| Stored items |
++++++
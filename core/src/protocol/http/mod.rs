/*
 * mod.rs
 * Copyright (C) 2026 The Oxio Authors
 *
 * This file is part of Oxio, an Open-Xchange backend for mapistore.
 *
 * Oxio is free software: you can redistribute it and/or modify
 * it under the terms of the GNU General Public License as published by
 * the Free Software Foundation, either version 3 of the License, or
 * (at your option) any later version.
 *
 * Oxio is distributed in the hope that it will be useful,
 * but WITHOUT ANY WARRANTY; without even the implied warranty of
 * MERCHANTABILITY or FITNESS FOR A PARTICULAR PURPOSE.  See the
 * GNU General Public License for more details.
 *
 * You should have received a copy of the GNU General Public License
 * along with Oxio.  If not, see <http://www.gnu.org/licenses/>.
 */

//! HTTP/1.1 client with push-parsed responses over plain TCP or rustls TLS.
//!
//! - Buffers: `bytes` crate (BytesMut for the parse buffer, Bytes for collected bodies).
//! - Bodies framed by Content-Length, chunked encoding, or connection close.
//! - One request in flight per connection; connections are kept alive between requests.

mod request;
mod response;

pub mod client;
pub mod connection;
pub mod parser;

pub use client::HttpClient;
pub use connection::{HttpConnection, HttpStream};
pub use request::{Method, RequestBuilder};
pub use response::Response;
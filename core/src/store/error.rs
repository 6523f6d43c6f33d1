/*
 * error.rs
 * Copyright (C) 2026 The Oxio Authors
 *
 * This file is part of Oxio, an Open-Xchange backend for mapistore.
 *
 * Oxio is free software: you can redistribute it and/or modify
 * it under the terms of the GNU General Public License as published by
 * the Free Software Foundation, either version 3 of the License, or
 * (at your option) any later version.
 *
 * Oxio is distributed in the hope that it will be useful,
 * but WITHOUT ANY WARRANTY; without even the implied warranty of
 * MERCHANTABILITY or FITNESS FOR A PARTICULAR PURPOSE.  See the
 * GNU General Public License for more details.
 *
 * You should have received a copy of the GNU General Public License
 * along with Oxio.  If not, see <http://www.gnu.org/licenses/>.
 */

//! Backend errors and their mapistore status codes.

use thiserror::Error;

use crate::store::index::NodeId;

/// mapistore status: success.
pub const MAPISTORE_SUCCESS: i32 = 0;
/// mapistore status: generic failure.
pub const MAPISTORE_ERROR: i32 = 1;
/// mapistore status: bad argument from the host.
pub const MAPISTORE_ERR_INVALID_PARAMETER: i32 = 6;
/// mapistore status: object not found.
pub const MAPISTORE_ERR_NOT_FOUND: i32 = 14;
/// mapistore status: operation not implemented by this backend.
pub const MAPISTORE_ERR_NOT_IMPLEMENTED: i32 = 24;

/// Errors from the index, folders, tables, configuration or the remote session.
#[derive(Debug, Error)]
pub enum OxioError {
    /// Identifier has no locator in the index (the parent was never listed).
    #[error("child with id={0} not indexed")]
    NotFound(NodeId),

    /// Write-side operation; the backend is read-only.
    #[error("{0} is not implemented")]
    NotImplemented(&'static str),

    /// Transport, authentication, HTTP or decoding failure talking to the remote store.
    #[error("remote store unavailable: {0}")]
    RemoteUnavailable(String),

    /// Neither the primary nor the debug config file holds usable credentials.
    #[error("no usable credentials: {0}")]
    ConfigMissing(String),

    /// Allocation was requested before any identifier was bound.
    #[error("identity index has no seed entry; bind the root folder first")]
    IndexNotSeeded,

    /// Row index outside `[0, count)`.
    #[error("row {index} out of range (table has {count} rows)")]
    RowOutOfRange { index: u32, count: u32 },

    /// Bad argument (unknown table or query code, malformed input).
    #[error("invalid parameter: {0}")]
    InvalidParameter(String),
}

impl OxioError {
    pub fn remote(msg: impl Into<String>) -> Self {
        Self::RemoteUnavailable(msg.into())
    }

    pub fn invalid(msg: impl Into<String>) -> Self {
        Self::InvalidParameter(msg.into())
    }

    /// Status code reported to the host dispatch layer.
    pub fn status(&self) -> i32 {
        match self {
            OxioError::NotFound(_) => MAPISTORE_ERR_NOT_FOUND,
            OxioError::NotImplemented(_) => MAPISTORE_ERR_NOT_IMPLEMENTED,
            OxioError::InvalidParameter(_) | OxioError::RowOutOfRange { .. } => {
                MAPISTORE_ERR_INVALID_PARAMETER
            }
            OxioError::RemoteUnavailable(_)
            | OxioError::ConfigMissing(_)
            | OxioError::IndexNotSeeded => MAPISTORE_ERROR,
        }
    }
}

impl From<std::io::Error> for OxioError {
    fn from(err: std::io::Error) -> Self {
        OxioError::RemoteUnavailable(err.to_string())
    }
}

impl From<serde_json::Error> for OxioError {
    fn from(err: serde_json::Error) -> Self {
        OxioError::RemoteUnavailable(format!("invalid JSON from server: {}", err))
    }
}

#[cfg(test)]
mod tests {
    use super::*;

    #[test]
    fn status_codes() {
        assert_eq!(OxioError::NotFound(NodeId(7)).status(), MAPISTORE_ERR_NOT_FOUND);
        assert_eq!(
            OxioError::NotImplemented("create_folder").status(),
            MAPISTORE_ERR_NOT_IMPLEMENTED
        );
        assert_eq!(OxioError::remote("down").status(), MAPISTORE_ERROR);
        assert_eq!(
            OxioError::RowOutOfRange { index: 3, count: 2 }.status(),
            MAPISTORE_ERR_INVALID_PARAMETER
        );
    }

    #[test]
    fn not_found_message_uses_hex_id() {
        let msg = OxioError::NotFound(NodeId(0x1f)).to_string();
        assert_eq!(msg, "child with id=0x1f not indexed");
    }
}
++++++
| WHAT TO WORK ON |
Word for word, write out every entry shown above.

| ANSWER AREA |
filename core/src/protocol/http/mod.rs
/*
 * mod.rs
 * Copyright (C) 2026 The Oxio Authors
 *
 * This file is part of Oxio, an Open-Xchange backend for mapistore.
 *
 * Oxio is free software: you can redistribute it and/or modify
 * it under the terms of the GNU General Public License as published by
 * the Free Software Foundation, either version 3 of the License, or
 * (at your option) any later version.
 *
 * Oxio is distributed in the hope that it will be useful,
 * but WITHOUT ANY WARRANTY; without even the implied warranty of
 * MERCHANTABILITY or FITNESS FOR A PARTICULAR PURPOSE.  See the
 * GNU General Public License for more details.
 *
 * You should have received a copy of the GNU General Public License
 * along with Oxio.  If not, see <http://www.gnu.org/licenses/>.
 */

//! HTTP/1.1 client with push-parsed responses over plain TCP or rustls TLS.
//!
//! - Buffers: `bytes` crate (BytesMut for the parse buffer, Bytes for collected bodies).
//! - Bodies framed by Content-Length, chunked encoding, or connection close.
//! - One request in flight per connection; connections are kept alive between requests.

mod request;
mod response;

pub mod client;
pub mod connection;
pub mod parser;

pub use client::HttpClient;
pub use connection::{HttpConnection, HttpStream};
pub use request::{Method, RequestBuilder};
pub use response::Response;
filename core/src/store/error.rs
repository 6523f6d43c6f33d1
/*
 * error.rs
 * Copyright (C) 2026 The Oxio Authors
 *
 * This file is part of Oxio, an Open-Xchange backend for mapistore.
 *
 * Oxio is free software: you can redistribute it and/or modify
 * it under the terms of the GNU General Public License as published by
 * the Free Software Foundation, either version 3 of the License, or
 * (at your option) any later version.
 *
 * Oxio is distributed in the hope that it will be useful,
 * but WITHOUT ANY WARRANTY; without even the implied warranty of
 * MERCHANTABILITY or FITNESS FOR A PARTICULAR PURPOSE.  See the
 * GNU General Public License for more details.
 *
 * You should have received a copy of the GNU General Public License
 * along with Oxio.  If not, see <http://www.gnu.org/licenses/>.
 */

//! Backend errors and their mapistore status codes.

use thiserror::Error;

use crate::store::index::NodeId;

/// mapistore status: success.
pub const MAPISTORE_SUCCESS: i32 = 0;
/// mapistore status: generic failure.
pub const MAPISTORE_ERROR: i32 = 1;
/// mapistore status: bad argument from the host.
pub const MAPISTORE_ERR_INVALID_PARAMETER: i32 = 6;
/// mapistore status: object not found.
pub const MAPISTORE_ERR_NOT_FOUND: i32 = 14;
/// mapistore status: operation not implemented by this backend.
pub const MAPISTORE_ERR_NOT_IMPLEMENTED: i32 = 24;

/// Errors from the index, folders, tables, configuration or the remote session.
#[derive(Debug, Error)]
pub enum OxioError {
    /// Identifier has no locator in the index (the parent was never listed).
    #[error("child with id={0} not indexed")]
    NotFound(NodeId),

    /// Write-side operation; the backend is read-only.
    #[error("{0} is not implemented")]
    NotImplemented(&'static str),

    /// Transport, authentication, HTTP or decoding failure talking to the remote store.
    #[error("remote store unavailable: {0}")]
    RemoteUnavailable(String),

    /// Neither the primary nor the debug config file holds usable credentials.
    #[error("no usable credentials: {0}")]
    ConfigMissing(String),

    /// Allocation was requested before any identifier was bound.
    #[error("identity index has no seed entry; bind the root folder first")]
    IndexNotSeeded,

    /// Row index outside `[0, count)`.
    #[error("row {index} out of range (table has {count} rows)")]
    RowOutOfRange { index: u32, count: u32 },

    /// Bad argument (unknown table or query code, malformed input).
    #[error("invalid parameter: {0}")]
    InvalidParameter(String),
}

impl OxioError {
    pub fn remote(msg: impl Into<String>) -> Self {
        Self::RemoteUnavailable(msg.into())
    }

    pub fn invalid(msg: impl Into<String>) -> Self {
        Self::InvalidParameter(msg.into())
    }

    /// Status code reported to the host dispatch layer.
    pub fn status(&self) -> i32 {
        match self {
            OxioError::NotFound(_) => MAPISTORE_ERR_NOT_FOUND,
            OxioError::NotImplemented(_) => MAPISTORE_ERR_NOT_IMPLEMENTED,
            OxioError::InvalidParameter(_) | OxioError::RowOutOfRange { .. } => {
                MAPISTORE_ERR_INVALID_PARAMETER
            }
            OxioError::RemoteUnavailable(_)
            | OxioError::ConfigMissing(_)
            | OxioError::IndexNotSeeded => MAPISTORE_ERROR,
        }
    }
}

impl From<std::io::Error> for OxioError {
    fn from(err: std::io::Error) -> Self {
        OxioError::RemoteUnavailable(err.to_string())
    }
}

impl From<serde_json::Error> for OxioError {
    fn from(err: serde_json::Error) -> Self {
        OxioError::RemoteUnavailable(format!("invalid JSON from server: {}", err))
    }
}

#[cfg(test)]
mod tests {
    use super::*;

    #[test]
    fn status_codes() {
        assert_eq!(OxioError::NotFound(NodeId(7)).status(), MAPISTORE_ERR_NOT_FOUND);
        assert_eq!(
            OxioError::NotImplemented("create_folder").status(),
            MAPISTORE_ERR_NOT_IMPLEMENTED
        );
        assert_eq!(OxioError::remote("down").status(), MAPISTORE_ERROR);
        assert_eq!(
            OxioError::RowOutOfRange { index: 3, count: 2 }.status(),
            MAPISTORE_ERR_INVALID_PARAMETER
        );
    }

    #[test]
    fn not_found_message_uses_hex_id() {
        let msg = OxioError::NotFound(NodeId(0x1f)).to_string();
        assert_eq!(msg, "child with id=0x1f not indexed");
    }
}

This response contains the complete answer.